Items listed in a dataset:
---

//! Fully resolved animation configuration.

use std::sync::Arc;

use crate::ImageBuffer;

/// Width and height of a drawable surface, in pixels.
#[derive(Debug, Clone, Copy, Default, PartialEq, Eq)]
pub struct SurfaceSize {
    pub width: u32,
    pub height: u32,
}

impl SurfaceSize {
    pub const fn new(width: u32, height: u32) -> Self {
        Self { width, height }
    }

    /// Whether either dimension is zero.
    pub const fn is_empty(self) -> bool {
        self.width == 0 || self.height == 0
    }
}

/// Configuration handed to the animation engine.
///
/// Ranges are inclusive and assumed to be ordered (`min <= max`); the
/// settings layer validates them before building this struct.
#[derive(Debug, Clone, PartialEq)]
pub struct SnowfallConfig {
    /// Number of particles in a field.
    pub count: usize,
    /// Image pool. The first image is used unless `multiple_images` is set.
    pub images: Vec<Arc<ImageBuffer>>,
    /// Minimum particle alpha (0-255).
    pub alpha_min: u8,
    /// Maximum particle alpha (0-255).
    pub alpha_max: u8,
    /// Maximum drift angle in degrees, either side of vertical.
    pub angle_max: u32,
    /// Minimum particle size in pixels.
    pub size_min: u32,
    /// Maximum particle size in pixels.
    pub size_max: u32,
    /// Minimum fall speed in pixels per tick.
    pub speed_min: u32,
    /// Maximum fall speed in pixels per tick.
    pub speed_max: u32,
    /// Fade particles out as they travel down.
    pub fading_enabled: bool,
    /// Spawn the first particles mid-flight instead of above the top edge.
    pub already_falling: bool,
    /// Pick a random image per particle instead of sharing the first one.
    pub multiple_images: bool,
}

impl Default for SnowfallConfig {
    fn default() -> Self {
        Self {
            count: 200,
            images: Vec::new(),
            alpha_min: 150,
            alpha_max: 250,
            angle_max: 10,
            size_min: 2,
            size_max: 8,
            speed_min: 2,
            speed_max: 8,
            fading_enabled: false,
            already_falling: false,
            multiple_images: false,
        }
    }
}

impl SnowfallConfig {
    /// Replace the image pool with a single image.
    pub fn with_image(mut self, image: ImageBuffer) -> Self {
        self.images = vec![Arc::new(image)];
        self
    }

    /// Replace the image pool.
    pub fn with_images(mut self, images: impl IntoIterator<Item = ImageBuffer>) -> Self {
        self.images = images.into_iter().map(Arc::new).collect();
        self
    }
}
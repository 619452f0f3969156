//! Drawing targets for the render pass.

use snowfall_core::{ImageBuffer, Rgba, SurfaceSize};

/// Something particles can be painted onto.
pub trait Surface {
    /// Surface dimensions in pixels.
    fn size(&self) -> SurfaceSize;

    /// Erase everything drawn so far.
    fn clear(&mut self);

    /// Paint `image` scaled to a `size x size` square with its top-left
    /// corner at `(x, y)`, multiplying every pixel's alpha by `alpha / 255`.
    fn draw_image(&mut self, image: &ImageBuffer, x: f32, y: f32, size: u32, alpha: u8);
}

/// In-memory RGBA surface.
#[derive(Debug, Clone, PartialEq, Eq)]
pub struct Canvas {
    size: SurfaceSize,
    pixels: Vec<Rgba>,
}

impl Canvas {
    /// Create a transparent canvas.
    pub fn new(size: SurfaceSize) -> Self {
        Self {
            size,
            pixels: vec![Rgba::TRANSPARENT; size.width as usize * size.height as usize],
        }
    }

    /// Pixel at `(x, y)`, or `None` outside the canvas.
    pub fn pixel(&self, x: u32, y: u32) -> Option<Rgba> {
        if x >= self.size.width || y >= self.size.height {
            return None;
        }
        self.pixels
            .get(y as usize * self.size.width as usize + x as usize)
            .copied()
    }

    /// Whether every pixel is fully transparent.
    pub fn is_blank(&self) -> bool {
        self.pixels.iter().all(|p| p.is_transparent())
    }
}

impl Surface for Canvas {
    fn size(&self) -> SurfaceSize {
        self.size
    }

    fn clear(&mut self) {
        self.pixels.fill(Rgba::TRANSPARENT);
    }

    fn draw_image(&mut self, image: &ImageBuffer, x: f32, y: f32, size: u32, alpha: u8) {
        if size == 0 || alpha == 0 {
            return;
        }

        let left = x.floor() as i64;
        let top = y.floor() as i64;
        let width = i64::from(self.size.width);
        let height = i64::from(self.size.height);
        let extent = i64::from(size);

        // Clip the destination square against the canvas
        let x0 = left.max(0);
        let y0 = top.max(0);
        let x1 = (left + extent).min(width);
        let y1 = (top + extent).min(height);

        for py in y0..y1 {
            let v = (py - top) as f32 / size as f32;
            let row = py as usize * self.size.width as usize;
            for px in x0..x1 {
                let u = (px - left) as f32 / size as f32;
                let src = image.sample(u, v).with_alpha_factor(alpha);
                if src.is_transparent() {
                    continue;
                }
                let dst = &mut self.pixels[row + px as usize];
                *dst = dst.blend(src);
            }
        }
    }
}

---

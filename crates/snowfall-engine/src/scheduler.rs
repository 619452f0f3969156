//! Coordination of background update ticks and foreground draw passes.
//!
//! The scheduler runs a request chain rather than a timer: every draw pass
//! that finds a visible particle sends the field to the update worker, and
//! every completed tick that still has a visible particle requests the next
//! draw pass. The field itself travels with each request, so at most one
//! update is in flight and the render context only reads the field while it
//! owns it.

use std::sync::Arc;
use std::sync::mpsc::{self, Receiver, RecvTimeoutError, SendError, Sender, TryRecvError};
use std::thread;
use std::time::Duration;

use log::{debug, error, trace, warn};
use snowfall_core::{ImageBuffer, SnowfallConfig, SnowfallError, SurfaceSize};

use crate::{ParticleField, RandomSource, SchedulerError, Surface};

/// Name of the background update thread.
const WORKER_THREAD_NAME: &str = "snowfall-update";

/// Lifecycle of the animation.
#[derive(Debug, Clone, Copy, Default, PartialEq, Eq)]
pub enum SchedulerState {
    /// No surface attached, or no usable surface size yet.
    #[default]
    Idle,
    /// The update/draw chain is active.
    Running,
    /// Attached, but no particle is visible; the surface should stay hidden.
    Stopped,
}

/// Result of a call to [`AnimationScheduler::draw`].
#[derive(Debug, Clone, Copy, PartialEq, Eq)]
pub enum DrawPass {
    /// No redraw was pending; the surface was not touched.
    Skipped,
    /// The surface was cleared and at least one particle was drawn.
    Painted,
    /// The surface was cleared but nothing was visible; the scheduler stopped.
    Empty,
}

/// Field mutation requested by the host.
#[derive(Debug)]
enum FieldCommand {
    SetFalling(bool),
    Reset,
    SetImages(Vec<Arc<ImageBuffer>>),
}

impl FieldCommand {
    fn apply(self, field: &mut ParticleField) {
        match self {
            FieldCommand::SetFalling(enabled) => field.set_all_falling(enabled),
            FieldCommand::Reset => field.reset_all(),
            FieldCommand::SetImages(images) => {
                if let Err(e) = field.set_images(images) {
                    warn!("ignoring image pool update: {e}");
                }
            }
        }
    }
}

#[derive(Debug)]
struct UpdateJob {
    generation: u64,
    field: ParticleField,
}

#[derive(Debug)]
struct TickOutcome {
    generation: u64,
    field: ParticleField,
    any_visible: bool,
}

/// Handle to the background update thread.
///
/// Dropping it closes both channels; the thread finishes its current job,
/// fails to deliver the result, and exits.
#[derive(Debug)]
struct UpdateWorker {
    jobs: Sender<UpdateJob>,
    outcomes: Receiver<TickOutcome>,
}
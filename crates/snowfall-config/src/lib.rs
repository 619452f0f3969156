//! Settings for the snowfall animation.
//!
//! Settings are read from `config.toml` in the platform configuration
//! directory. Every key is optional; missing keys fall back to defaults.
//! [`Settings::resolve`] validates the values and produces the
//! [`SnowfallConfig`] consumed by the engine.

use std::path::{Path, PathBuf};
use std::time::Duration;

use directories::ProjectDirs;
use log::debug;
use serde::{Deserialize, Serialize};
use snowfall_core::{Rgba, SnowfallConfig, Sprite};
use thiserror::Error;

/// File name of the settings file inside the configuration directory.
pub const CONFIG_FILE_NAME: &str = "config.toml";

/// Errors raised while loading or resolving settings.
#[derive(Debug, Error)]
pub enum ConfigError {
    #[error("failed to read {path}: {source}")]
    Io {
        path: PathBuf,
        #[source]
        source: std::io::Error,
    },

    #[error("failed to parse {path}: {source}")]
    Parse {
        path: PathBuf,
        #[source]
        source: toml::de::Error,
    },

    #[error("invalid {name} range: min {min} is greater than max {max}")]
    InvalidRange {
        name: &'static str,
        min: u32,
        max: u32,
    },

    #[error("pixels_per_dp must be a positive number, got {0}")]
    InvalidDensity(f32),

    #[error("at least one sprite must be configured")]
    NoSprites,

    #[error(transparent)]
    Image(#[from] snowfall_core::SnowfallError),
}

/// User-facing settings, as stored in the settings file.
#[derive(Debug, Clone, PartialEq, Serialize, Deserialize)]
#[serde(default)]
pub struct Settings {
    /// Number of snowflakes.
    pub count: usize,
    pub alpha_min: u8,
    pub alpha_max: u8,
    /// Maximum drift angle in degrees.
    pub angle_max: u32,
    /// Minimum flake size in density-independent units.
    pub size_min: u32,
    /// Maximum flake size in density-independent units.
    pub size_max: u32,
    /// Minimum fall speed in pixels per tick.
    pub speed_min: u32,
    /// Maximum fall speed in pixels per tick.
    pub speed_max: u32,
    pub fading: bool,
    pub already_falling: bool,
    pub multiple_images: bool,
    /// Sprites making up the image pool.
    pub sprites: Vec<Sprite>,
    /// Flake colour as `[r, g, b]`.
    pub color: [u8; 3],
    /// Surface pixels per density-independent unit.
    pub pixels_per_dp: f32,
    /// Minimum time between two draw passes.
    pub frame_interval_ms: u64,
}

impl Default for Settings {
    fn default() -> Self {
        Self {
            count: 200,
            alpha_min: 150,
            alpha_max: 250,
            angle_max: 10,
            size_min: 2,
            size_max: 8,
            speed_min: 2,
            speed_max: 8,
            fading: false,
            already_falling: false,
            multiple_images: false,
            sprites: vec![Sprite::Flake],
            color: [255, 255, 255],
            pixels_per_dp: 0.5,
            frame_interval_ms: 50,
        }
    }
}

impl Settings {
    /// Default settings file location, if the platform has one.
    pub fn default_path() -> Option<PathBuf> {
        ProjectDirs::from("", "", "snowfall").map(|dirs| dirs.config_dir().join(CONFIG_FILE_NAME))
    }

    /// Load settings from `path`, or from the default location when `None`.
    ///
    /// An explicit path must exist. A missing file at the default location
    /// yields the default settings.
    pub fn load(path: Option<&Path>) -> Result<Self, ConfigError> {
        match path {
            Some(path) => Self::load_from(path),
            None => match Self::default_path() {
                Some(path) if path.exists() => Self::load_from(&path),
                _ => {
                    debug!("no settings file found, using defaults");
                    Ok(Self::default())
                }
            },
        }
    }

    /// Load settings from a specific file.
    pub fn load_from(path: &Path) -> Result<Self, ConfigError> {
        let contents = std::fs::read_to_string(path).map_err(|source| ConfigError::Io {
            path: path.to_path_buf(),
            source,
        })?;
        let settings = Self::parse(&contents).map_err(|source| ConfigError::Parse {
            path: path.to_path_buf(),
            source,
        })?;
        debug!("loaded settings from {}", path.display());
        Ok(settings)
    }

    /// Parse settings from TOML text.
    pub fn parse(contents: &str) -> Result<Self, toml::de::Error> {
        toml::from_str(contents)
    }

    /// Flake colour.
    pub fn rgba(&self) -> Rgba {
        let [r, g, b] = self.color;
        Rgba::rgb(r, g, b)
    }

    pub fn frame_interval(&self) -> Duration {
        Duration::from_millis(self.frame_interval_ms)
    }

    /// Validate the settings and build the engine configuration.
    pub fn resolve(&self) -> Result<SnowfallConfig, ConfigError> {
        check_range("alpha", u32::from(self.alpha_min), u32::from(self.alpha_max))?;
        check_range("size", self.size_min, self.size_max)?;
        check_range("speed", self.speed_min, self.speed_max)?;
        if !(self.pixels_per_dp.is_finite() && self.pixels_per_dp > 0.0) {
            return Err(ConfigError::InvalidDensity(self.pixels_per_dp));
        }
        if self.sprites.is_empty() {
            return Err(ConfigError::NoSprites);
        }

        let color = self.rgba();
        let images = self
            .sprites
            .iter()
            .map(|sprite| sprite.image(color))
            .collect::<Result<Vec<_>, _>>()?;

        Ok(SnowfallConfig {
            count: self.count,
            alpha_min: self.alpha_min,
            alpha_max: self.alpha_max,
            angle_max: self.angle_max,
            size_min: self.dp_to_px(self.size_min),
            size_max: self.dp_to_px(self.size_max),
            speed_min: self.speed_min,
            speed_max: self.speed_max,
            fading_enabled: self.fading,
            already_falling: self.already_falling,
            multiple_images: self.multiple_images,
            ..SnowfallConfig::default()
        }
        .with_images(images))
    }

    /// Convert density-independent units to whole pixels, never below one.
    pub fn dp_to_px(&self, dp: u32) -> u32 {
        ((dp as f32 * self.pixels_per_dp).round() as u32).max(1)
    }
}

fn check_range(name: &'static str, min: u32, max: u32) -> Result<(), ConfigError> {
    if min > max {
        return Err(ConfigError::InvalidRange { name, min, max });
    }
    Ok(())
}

---

#### WHAT IS REQUIRED
An exact copy of the lines above, from the one containing "let height = i64::from(self.size.height);" down to the one containing "let v = (py" and including both, is the whole answer; retype it and nothing else.

#### OUTPUT FOR THIS TASK
        let height = i64::from(self.size.height);
        let extent = i64::from(size);

        // Clip the destination square against the canvas
        let x0 = left.max(0);
        let y0 = top.max(0);
        let x1 = (left + extent).min(width);
        let y1 = (top + extent).min(height);

        for py in y0..y1 {
            let v = (py - top) as f32 / size as f32;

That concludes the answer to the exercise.